(Records for processing):
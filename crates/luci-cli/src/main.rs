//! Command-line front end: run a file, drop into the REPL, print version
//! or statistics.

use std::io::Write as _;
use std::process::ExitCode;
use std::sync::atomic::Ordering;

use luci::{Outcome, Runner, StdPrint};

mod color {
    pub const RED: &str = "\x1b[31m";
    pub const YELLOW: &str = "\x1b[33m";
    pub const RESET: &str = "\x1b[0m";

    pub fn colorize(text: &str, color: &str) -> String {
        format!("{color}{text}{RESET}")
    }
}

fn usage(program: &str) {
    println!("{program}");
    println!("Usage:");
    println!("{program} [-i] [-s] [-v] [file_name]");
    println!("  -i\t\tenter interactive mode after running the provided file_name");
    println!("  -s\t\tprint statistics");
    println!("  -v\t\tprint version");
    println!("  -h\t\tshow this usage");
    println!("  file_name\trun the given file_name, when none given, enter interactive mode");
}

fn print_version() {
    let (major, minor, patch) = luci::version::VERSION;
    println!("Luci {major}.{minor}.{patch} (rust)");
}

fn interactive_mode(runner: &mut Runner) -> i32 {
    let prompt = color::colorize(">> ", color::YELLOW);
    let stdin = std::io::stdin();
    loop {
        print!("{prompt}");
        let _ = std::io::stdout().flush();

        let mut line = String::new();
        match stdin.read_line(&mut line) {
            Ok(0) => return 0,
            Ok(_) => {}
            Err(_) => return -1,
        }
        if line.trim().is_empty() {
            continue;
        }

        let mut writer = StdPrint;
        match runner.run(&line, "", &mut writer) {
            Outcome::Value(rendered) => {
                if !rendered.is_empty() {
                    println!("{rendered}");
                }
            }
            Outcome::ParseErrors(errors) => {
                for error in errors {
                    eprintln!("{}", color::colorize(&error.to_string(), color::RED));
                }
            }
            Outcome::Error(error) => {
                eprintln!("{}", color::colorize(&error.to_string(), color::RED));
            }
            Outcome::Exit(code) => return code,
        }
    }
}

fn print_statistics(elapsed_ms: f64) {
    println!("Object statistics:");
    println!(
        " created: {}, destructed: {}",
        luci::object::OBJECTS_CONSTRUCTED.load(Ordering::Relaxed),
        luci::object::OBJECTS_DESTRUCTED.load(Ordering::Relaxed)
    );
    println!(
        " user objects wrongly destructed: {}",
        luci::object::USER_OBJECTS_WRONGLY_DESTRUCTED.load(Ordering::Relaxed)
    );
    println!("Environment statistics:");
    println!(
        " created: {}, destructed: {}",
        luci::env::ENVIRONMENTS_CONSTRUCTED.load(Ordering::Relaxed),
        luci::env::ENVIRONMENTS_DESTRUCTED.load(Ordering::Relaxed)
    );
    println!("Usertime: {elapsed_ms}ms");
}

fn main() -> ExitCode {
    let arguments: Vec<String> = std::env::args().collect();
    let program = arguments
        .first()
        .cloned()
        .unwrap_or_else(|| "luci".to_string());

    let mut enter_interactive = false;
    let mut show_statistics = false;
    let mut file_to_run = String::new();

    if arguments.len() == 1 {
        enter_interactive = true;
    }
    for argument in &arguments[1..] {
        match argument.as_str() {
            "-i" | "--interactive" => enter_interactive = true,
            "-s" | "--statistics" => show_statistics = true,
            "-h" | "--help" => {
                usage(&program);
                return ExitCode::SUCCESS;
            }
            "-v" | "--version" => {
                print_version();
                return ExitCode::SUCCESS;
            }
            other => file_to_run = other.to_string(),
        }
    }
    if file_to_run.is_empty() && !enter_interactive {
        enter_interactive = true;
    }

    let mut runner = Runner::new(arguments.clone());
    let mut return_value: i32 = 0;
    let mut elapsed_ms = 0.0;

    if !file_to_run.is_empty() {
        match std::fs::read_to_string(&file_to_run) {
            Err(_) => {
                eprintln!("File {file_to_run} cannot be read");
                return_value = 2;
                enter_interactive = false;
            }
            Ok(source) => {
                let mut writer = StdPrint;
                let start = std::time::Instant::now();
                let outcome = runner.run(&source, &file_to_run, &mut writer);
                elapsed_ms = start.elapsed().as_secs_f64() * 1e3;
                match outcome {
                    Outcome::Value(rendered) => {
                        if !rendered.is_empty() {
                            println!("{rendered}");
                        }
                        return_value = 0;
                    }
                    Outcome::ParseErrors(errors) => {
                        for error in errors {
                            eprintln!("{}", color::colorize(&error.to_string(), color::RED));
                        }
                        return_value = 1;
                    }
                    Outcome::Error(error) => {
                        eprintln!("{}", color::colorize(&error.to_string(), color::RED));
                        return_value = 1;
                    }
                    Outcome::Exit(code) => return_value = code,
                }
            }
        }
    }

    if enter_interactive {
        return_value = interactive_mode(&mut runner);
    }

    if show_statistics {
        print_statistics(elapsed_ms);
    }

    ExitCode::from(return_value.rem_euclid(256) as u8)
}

* * *

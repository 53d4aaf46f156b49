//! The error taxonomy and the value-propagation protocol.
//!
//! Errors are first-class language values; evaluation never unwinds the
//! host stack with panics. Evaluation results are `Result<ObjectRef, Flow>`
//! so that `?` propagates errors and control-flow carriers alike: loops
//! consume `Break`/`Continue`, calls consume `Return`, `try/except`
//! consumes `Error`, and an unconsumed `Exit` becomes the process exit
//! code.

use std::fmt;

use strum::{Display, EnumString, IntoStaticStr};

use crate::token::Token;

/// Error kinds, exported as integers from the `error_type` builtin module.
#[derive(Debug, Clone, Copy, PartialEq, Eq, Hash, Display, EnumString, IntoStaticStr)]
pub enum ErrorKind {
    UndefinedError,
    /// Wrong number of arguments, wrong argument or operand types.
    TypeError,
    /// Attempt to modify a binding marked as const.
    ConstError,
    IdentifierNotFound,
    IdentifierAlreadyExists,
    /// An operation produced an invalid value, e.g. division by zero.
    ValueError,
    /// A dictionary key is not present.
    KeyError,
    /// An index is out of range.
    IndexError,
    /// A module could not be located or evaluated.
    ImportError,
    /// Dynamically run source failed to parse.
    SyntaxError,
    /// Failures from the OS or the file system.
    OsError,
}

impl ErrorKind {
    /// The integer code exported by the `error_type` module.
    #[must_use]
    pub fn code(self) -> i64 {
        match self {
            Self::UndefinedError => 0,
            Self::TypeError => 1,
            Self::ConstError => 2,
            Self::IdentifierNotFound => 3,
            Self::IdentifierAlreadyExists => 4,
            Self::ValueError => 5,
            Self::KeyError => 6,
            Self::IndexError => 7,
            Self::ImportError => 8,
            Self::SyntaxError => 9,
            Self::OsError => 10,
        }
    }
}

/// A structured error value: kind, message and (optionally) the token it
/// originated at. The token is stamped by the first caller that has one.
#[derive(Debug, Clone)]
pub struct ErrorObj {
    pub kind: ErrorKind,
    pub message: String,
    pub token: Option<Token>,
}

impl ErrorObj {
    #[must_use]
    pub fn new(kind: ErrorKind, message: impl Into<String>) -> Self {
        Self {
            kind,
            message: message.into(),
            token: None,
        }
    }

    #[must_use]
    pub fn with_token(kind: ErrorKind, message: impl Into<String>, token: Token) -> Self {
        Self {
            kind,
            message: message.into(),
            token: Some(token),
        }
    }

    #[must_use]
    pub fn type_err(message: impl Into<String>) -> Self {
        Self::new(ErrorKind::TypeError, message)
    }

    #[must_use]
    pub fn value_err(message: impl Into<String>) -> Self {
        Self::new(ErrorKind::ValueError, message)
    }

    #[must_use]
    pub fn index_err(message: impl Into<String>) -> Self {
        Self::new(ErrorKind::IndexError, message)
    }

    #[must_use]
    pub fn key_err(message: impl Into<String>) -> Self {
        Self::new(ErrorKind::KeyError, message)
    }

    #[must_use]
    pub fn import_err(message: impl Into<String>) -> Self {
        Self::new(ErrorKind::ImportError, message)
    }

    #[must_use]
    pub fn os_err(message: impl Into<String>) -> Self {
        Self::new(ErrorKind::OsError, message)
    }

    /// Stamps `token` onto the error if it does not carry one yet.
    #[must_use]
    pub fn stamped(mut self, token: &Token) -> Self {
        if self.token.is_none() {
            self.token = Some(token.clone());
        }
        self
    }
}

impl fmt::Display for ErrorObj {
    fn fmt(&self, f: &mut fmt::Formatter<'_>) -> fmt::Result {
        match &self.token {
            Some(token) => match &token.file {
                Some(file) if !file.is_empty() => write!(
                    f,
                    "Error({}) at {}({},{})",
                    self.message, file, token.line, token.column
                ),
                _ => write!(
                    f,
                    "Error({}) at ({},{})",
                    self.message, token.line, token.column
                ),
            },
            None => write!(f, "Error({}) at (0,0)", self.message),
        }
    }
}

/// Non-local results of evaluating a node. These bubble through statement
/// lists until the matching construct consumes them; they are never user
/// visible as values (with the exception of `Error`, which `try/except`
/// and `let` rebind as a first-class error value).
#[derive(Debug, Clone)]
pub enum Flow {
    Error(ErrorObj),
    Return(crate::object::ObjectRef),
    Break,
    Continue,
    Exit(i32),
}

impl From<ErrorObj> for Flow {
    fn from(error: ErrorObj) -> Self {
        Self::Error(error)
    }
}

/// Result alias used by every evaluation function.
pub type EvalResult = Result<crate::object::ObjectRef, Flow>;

(Instructions to follow): In the entries above, restate word for word the lines between the one holding "fn from(error: ErrorObj)" and the one holding "pub type EvalResult", inclusive, and nothing besides.

(Completed exercise):
    fn from(error: ErrorObj) -> Self {
        Self::Error(error)
    }
}

/// Result alias used by every evaluation function.
pub type EvalResult = Result<crate::object::ObjectRef, Flow>;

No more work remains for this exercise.